You have probably invested a lot of time and money in your website and it’s an important tool for your business. Beware though, if you don’t have certain things in place then your website can be at risk.
The risk can come from a malicious source like hackers or simply from a technical mishap where something goes wrong and you can’t recover your site. Happily, there are simple ways to mitigate these risks.
I’m going to run through five essential features that you need to have in place in order to keep your website secure.
A good solid backup system is a great thing. It allows me to sleep at night! I am responsible for a large number of client websites and backups give me peace of mind. I know that whatever happens, no matter how disastrous it looks, I can quickly and easily recreate any of the websites I’m responsible for.
A lot of people rely on their hosting company to have backups of their site. Firstly, don’t assume this is the case. Backups aren’t automatically included in all hosting packages. Secondly, even if your host does provide backups, I recommend that you also keep your own independent backups stored elsewhere.

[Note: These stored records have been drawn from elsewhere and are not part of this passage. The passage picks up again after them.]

use std::collections::HashMap;

use chrono::{NaiveDate, NaiveDateTime};

use crate::measure::{
    CompiledAggregatedMeasure, CompiledBinaryMeasure, CompiledComparisonMeasure,
    CompiledConstantMeasure, CompiledCriteria, CompiledExpressionMeasure, CompiledMeasure,
    CompiledPeriodShift, Measure, PeriodShift,
};
use crate::plan::QueryScope;
use crate::query::{ColumnSet, ConditionOp, Criteria, QueryDto};
use crate::schema::{Catalog, FieldType, Store, TypedField};
use crate::value::Value;

use super::error::ResolveError;
use super::types::CompiledGroupColumnSet;

/// The resolved form of one query: typed columns, compiled measures and the
/// root scope.
///
/// Construction performs the whole validation pass; afterwards the resolver
/// is a read-only bag of accessors for the executor.
#[derive(Debug)]
pub struct QueryResolver {
    columns: Vec<TypedField>,
    group_columns: Vec<TypedField>,
    measures: Vec<CompiledMeasure>,
    column_sets: Vec<CompiledGroupColumnSet>,
    scope: QueryScope,
}

impl QueryResolver {
    pub fn new(query: &QueryDto, catalog: &Catalog) -> Result<Self, ResolveError> {
        let store = catalog
            .store(&query.table)
            .ok_or_else(|| ResolveError::UnknownStore(query.table.clone()))?;
        let binder = Binder { catalog, store };

        // 1. Resolve the user-facing grouping columns.
        let columns: Vec<TypedField> = query
            .columns
            .iter()
            .map(|c| binder.resolve_field(c))
            .collect::<Result<_, _>>()?;

        // 2. Resolve GROUP column-sets; their source columns must be fetched
        //    even when the user did not list them.
        let mut column_sets = Vec::new();
        let mut group_columns = Vec::new();
        for ColumnSet::Group(set) in &query.column_sets {
            let field = binder.resolve_field(&set.field)?;
            let groups = set
                .groups
                .iter()
                .map(|g| {
                    let values = g
                        .values
                        .iter()
                        .map(|v| binder.convert_constant(&field, v))
                        .collect::<Result<Vec<_>, _>>()?;
                    Ok((g.name.clone(), values))
                })
                .collect::<Result<Vec<_>, ResolveError>>()?;
            group_columns.push(field.clone());
            column_sets.push(CompiledGroupColumnSet {
                new_field: TypedField::synthetic(set.new_field.as_str(), FieldType::Str),
                field,
                groups,
            });
        }

        // 3. The scope groups by user columns plus group-set sources.
        let mut scope_columns = columns.clone();
        for f in &group_columns {
            if !scope_columns.contains(f) {
                scope_columns.push(f.clone());
            }
        }

        // 4. Rollups and grouping sets must stay within the grouped columns.
        let rollup = query
            .rollup_columns
            .iter()
            .map(|c| binder.resolve_grouped_field(c, &scope_columns))
            .collect::<Result<Vec<_>, _>>()?;
        let grouping_sets = query
            .grouping_sets
            .iter()
            .map(|set| {
                set.iter()
                    .map(|c| binder.resolve_grouped_field(c, &scope_columns))
                    .collect::<Result<Vec<_>, _>>()
            })
            .collect::<Result<Vec<_>, _>>()?;

        let criteria = query
            .criteria
            .as_ref()
            .map(|c| binder.compile_criteria(c))
            .transpose()?;

        let scope = QueryScope {
            store: store.name.clone(),
            columns: scope_columns,
            rollup,
            grouping_sets,
            criteria,
            limit: query.limit,
        };

        // 5. Compile measures, inlining alias references and rejecting
        //    duplicate aliases and reference cycles.
        let mut by_alias: HashMap<&str, &Measure> = HashMap::new();
        for measure in &query.measures {
            if let Some(alias) = measure.alias() {
                if by_alias.insert(alias, measure).is_some() {
                    return Err(ResolveError::DuplicateAlias(alias.to_string()));
                }
            }
        }
        let mut measures = Vec::with_capacity(query.measures.len());
        for measure in &query.measures {
            let compiled = binder.compile_measure(measure, &by_alias, &mut Vec::new(), &scope)?;
            measures.push(compiled);
        }

        Ok(Self {
            columns,
            group_columns,
            measures,
            column_sets,
            scope,
        })
    }

    /// User-declared grouping columns, in declaration order
    pub fn columns(&self) -> &[TypedField] {
        &self.columns
    }

    /// Source columns of GROUP column-sets
    pub fn group_columns(&self) -> &[TypedField] {
        &self.group_columns
    }

    /// Compiled user measures, in declaration order
    pub fn measures(&self) -> &[CompiledMeasure] {
        &self.measures
    }

    pub fn column_sets(&self) -> &[CompiledGroupColumnSet] {
        &self.column_sets
    }

    /// The root scope of the query
    pub fn scope(&self) -> &QueryScope {
        &self.scope
    }
}

/// Catalog lookups shared by the resolution steps
struct Binder<'a> {
    catalog: &'a Catalog,
    store: &'a Store,
}

impl<'a> Binder<'a> {
    /// Resolve "field" or "store.field" to a typed field
    fn resolve_field(&self, name: &str) -> Result<TypedField, ResolveError> {
        if let Some((store_name, field_name)) = name.split_once('.') {
            if let Some(store) = self.catalog.store(store_name) {
                let field = store.field(field_name).ok_or_else(|| ResolveError::UnknownField {
                    store: store_name.to_string(),
                    field: field_name.to_string(),
                })?;
                return Ok(TypedField::new(
                    store.name.as_str(),
                    field.name.as_str(),
                    field.field_type,
                ));
            }
        }
        let field = self.store.field(name).ok_or_else(|| ResolveError::UnknownField {
            store: self.store.name.clone(),
            field: name.to_string(),
        })?;
        Ok(TypedField::new(
            self.store.name.as_str(),
            field.name.as_str(),
            field.field_type,
        ))
    }

    /// Resolve a rollup / grouping-set column and check it is grouped
    fn resolve_grouped_field(
        &self,
        name: &str,
        grouped: &[TypedField],
    ) -> Result<TypedField, ResolveError> {
        let field = self.resolve_field(name)?;
        if !grouped.contains(&field) {
            return Err(ResolveError::RollupColumnNotGrouped(name.to_string()));
        }
        Ok(field)
    }

    /// Convert a JSON filter constant, enforcing the field's type
    fn convert_constant(
        &self,
        field: &TypedField,
        json: &serde_json::Value,
    ) -> Result<Value, ResolveError> {
        let mismatch = || ResolveError::TypeMismatch {
            field: field.to_string(),
            expected: field.field_type,
            value: json.to_string(),
        };
        let value = Value::from_json(json);
        match (field.field_type, &value) {
            (_, Value::Null) => Ok(Value::Null),
            (FieldType::Int, Value::Int(_)) => Ok(value),
            (FieldType::Int, Value::IntList(_)) => Ok(value),
            (FieldType::Float, Value::Int(i)) => Ok(Value::Float(*i as f64)),
            (FieldType::Float, Value::Float(_)) => Ok(value),
            (FieldType::Bool, Value::Bool(_)) => Ok(value),
            (FieldType::Str, Value::Str(_)) => Ok(value),
            (FieldType::Str, Value::StrList(_)) => Ok(value),
            (FieldType::Date, Value::Str(s)) => s
                .parse::<NaiveDate>()
                .map(Value::Date)
                .map_err(|_| mismatch()),
            (FieldType::DateTime, Value::Str(s)) => s
                .parse::<NaiveDateTime>()
                .map(Value::DateTime)
                .map_err(|_| mismatch()),
            (FieldType::IntList, Value::IntList(_)) => Ok(value),
            (FieldType::StrList, Value::StrList(_)) => Ok(value),
            (FieldType::Object, _) => Ok(value),
            _ => Err(mismatch()),
        }
    }

    fn compile_criteria(&self, criteria: &Criteria) -> Result<CompiledCriteria, ResolveError> {
        match criteria {
            Criteria::And(parts) => Ok(CompiledCriteria::And(
                parts
                    .iter()
                    .map(|c| self.compile_criteria(c))
                    .collect::<Result<_, _>>()?,
            )),
            Criteria::Or(parts) => Ok(CompiledCriteria::Or(
                parts
                    .iter()
                    .map(|c| self.compile_criteria(c))
                    .collect::<Result<_, _>>()?,
            )),
            Criteria::Condition { field, op, value } => {
                let field = self.resolve_field(field)?;
                let value = match op {
                    ConditionOp::IsNull | ConditionOp::IsNotNull => Value::Null,
                    _ => self.convert_constant(&field, value)?,
                };
                Ok(CompiledCriteria::Condition { field, op: *op, value })
            }
        }
    }

    fn compile_measure(
        &self,
        measure: &Measure,
        by_alias: &HashMap<&str, &Measure>,
        visiting: &mut Vec<String>,
        scope: &QueryScope,
    ) -> Result<CompiledMeasure, ResolveError> {
        match measure {
            Measure::Ref(alias) => {
                if visiting.iter().any(|a| a == alias) {
                    return Err(ResolveError::CyclicMeasure(alias.clone()));
                }
                let target = by_alias
                    .get(alias.as_str())
                    .ok_or_else(|| ResolveError::UnresolvedMeasure(alias.clone()))?;
                visiting.push(alias.clone());
                let compiled = self.compile_measure(target, by_alias, visiting, scope)?;
                visiting.pop();
                Ok(compiled)
            }
            Measure::Aggregated {
                alias,
                field,
                aggregation,
                criteria,
            } => {
                let field = if field == "*" {
                    TypedField::synthetic("*", FieldType::Int)
                } else {
                    self.resolve_field(field)?
                };
                let criteria = criteria
                    .as_ref()
                    .map(|c| self.compile_criteria(c))
                    .transpose()?;
                Ok(CompiledMeasure::Aggregated(CompiledAggregatedMeasure {
                    alias: alias.clone(),
                    field,
                    aggregation: *aggregation,
                    criteria,
                }))
            }
            Measure::Binary { alias, op, left, right } => {
                let left = self.compile_measure(left, by_alias, visiting, scope)?;
                let right = self.compile_measure(right, by_alias, visiting, scope)?;
                Ok(CompiledMeasure::Binary(CompiledBinaryMeasure {
                    alias: alias.clone(),
                    op: *op,
                    left: Box::new(left),
                    right: Box::new(right),
                }))
            }
            Measure::Comparison {
                alias,
                method,
                measure,
                shifts,
            } => {
                let base = self.compile_measure(measure, by_alias, visiting, scope)?;
                let shifts = shifts
                    .iter()
                    .map(|s| self.compile_shift(s, scope))
                    .collect::<Result<Vec<_>, _>>()?;
                if shifts.is_empty() {
                    return Err(ResolveError::InvalidComparison(format!(
                        "'{}' declares no period shift",
                        alias
                    )));
                }
                Ok(CompiledMeasure::Comparison(CompiledComparisonMeasure {
                    alias: alias.clone(),
                    method: *method,
                    measure: Box::new(base),
                    shifts,
                }))
            }
            Measure::Constant { alias, value } => Ok(CompiledMeasure::Constant(
                CompiledConstantMeasure {
                    alias: alias.clone(),
                    value: Value::from_json(value),
                },
            )),
            Measure::Expression { alias, expression } => Ok(CompiledMeasure::Expression(
                CompiledExpressionMeasure {
                    alias: alias.clone(),
                    expression: expression.clone(),
                },
            )),
        }
    }

    /// A period shift needs an integer or date field, and the scope must pin
    /// the row's period: the field is either grouped or filtered by equality.
    fn compile_shift(
        &self,
        shift: &PeriodShift,
        scope: &QueryScope,
    ) -> Result<CompiledPeriodShift, ResolveError> {
        let field = self.resolve_field(&shift.field)?;
        if !matches!(field.field_type, FieldType::Int | FieldType::Date) {
            return Err(ResolveError::InvalidComparison(format!(
                "period field '{}' must be an integer or date, got {}",
                field, field.field_type
            )));
        }
        let grouped = scope.columns.contains(&field);
        let filtered = scope
            .criteria
            .as_ref()
            .map(|c| criteria_pins_field(c, &field))
            .unwrap_or(false);
        if !grouped && !filtered {
            return Err(ResolveError::InvalidComparison(format!(
                "period field '{}' is neither grouped nor filtered by equality",
                field
            )));
        }
        Ok(CompiledPeriodShift { field, offset: shift.offset })
    }
}

/// Whether the criteria tree contains an equality condition on `field`
/// reachable through conjunctions only.
fn criteria_pins_field(criteria: &CompiledCriteria, field: &TypedField) -> bool {
    match criteria {
        CompiledCriteria::And(parts) => parts.iter().any(|c| criteria_pins_field(c, field)),
        CompiledCriteria::Or(_) => false,
        CompiledCriteria::Condition { field: f, op, .. } => {
            f == field && *op == ConditionOp::Eq
        }
    }
}

/// Equality constant pinned for `field` by the scope criteria, if any
pub(crate) fn pinned_value(criteria: Option<&CompiledCriteria>, field: &TypedField) -> Option<Value> {
    fn walk(criteria: &CompiledCriteria, field: &TypedField) -> Option<Value> {
        match criteria {
            CompiledCriteria::And(parts) => parts.iter().find_map(|c| walk(c, field)),
            CompiledCriteria::Or(_) => None,
            CompiledCriteria::Condition { field: f, op, value } => {
                (f == field && *op == ConditionOp::Eq).then(|| value.clone())
            }
        }
    }
    criteria.and_then(|c| walk(c, field))
}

I use and recommend the free version of the plugin UpdraftPlus to automatically create backups that are then stored in my Dropbox. You can also set it to save backups to Google Drive.
As long as you have a backup, whatever happens you can simply roll back your website to an earlier version or completely recreate it if needs be.
2. SSL Certificates
An SSL certificate is what allows your website to use a secure, https, connection to the server. It’s what gives you the little padlock symbol in the address bar of the browser.
When you visit a website, the server has to send information to your browser in order to display the website; similarly, your browser sends information back to the server. If you use an https connection this communication is encrypted.
There are a number of reasons why this is important:
- If you collect people’s information on your website, e.g. you have an ecommerce site or even just a contact form, then you are protecting people’s data by using https.
- Even if you don’t collect any information, website users can be put off by an insecure warning, particularly if they are using a browser like Chrome that gives some quite scary warnings: “people might be trying to steal your data”.
- Google likes https. Google uses ‘page experience signals’ as part of the algorithm for ranking pages in its search results and having https is one of those search signals. It is better for SEO (search engine optimisation) to have an SSL certificate.
One of the common ways that websites get hacked is by people breaking into your site by discovering your username and password. There’s nothing sophisticated about it, they just use bots that try 1000s of different passwords until they hit lucky.
You can protect against this kind of ‘brute force’ attack using a security plugin. It’s one of the things included in general security plugins such as Wordfence or you can use one that specifically targets this situation like Limit Login Attempts.
These plugins are really useful but one of the best things you can do to protect yourself (and this is true with all of your online dealings including bank accounts, etc) is to use strong passwords. I know it’s a pain nowadays when we have so many passwords to remember but we really shouldn’t be using our pets’ names or Password123 as our passwords!
Here’s one method for creating a secure but memorable password:
- Think of an easy to remember sentence – song lyrics can work well
“I am just a poor boy, Though my story’s seldom told”
- Take the first letters – you can alternate upper and lower case
- Switch some of the letters to numbers and symbols to add complexity, e.g. @ for a, 1 for I
Ideally you wouldn’t use the same password for everything so add two letters on the end that relate to what the password is for, e.g. fb for Facebook, lb for Lloyds Bank and so on.
You can also used a password manager like LastPass to store your passwords so you only need to remember one master password. I resisted doing this for ages but since I started using LastPass I use much better passwords and have different ones for everything – no more password shame!
One of the big benefits of using WordPress is that it has a massive community of developers who create plugins (extenions) for it which means whatever you want to do it, you can be fairly sure that other people have wanted to do it before and somebody has created something to help you.
The downside of having all these extra pieces of software is that hackers sometimes find flaws in the software that they can exploit to access your site. This is particularly true of old, outdated software and one reason why you should keep your website software updated.
Have a regular plan for updating your version of WordPress, your theme and any plugins you have installed. For the same reason it is good to keep the number of plugins on your site to a minimum. If you need a plugin for something, by all means use it, but if you try something and decide not to use it remember to remove it. You can read more about best practice with WordPress plugins here.
Unless you have somebody else to manage everything on your website then you probably have a username and password that give you ‘admin access’ to the site. This allows you to login to the website dashboard and make changes: you can create blog posts, change the content on pages and update the software.
When you hire people to do work on your website you will need to give them access. This could be a VA who helps to keep content up-to-date, an SEO expert who is optimising your pages to rank better in Google or a developer who keeps things up-to-date and adds an extra functionality you need.
If you give people adminstrator access then they have
- Minimise the number of people who can log in to your website.
- Remove users once they no longer need access.
- Don’t share your login details with service providers. Give them their own access so you can revoke it if you need to.
- Only give the people the level of access they need to do their job.
You can read more about the different WordPress user roles and what they can do here.
None of the above security measures are difficult but if you make sure they are in place then you greatly minimise the risk of getting hacked. Also, whatever does happen, you have a solid system of backups which will allow you to be back up and running in no time.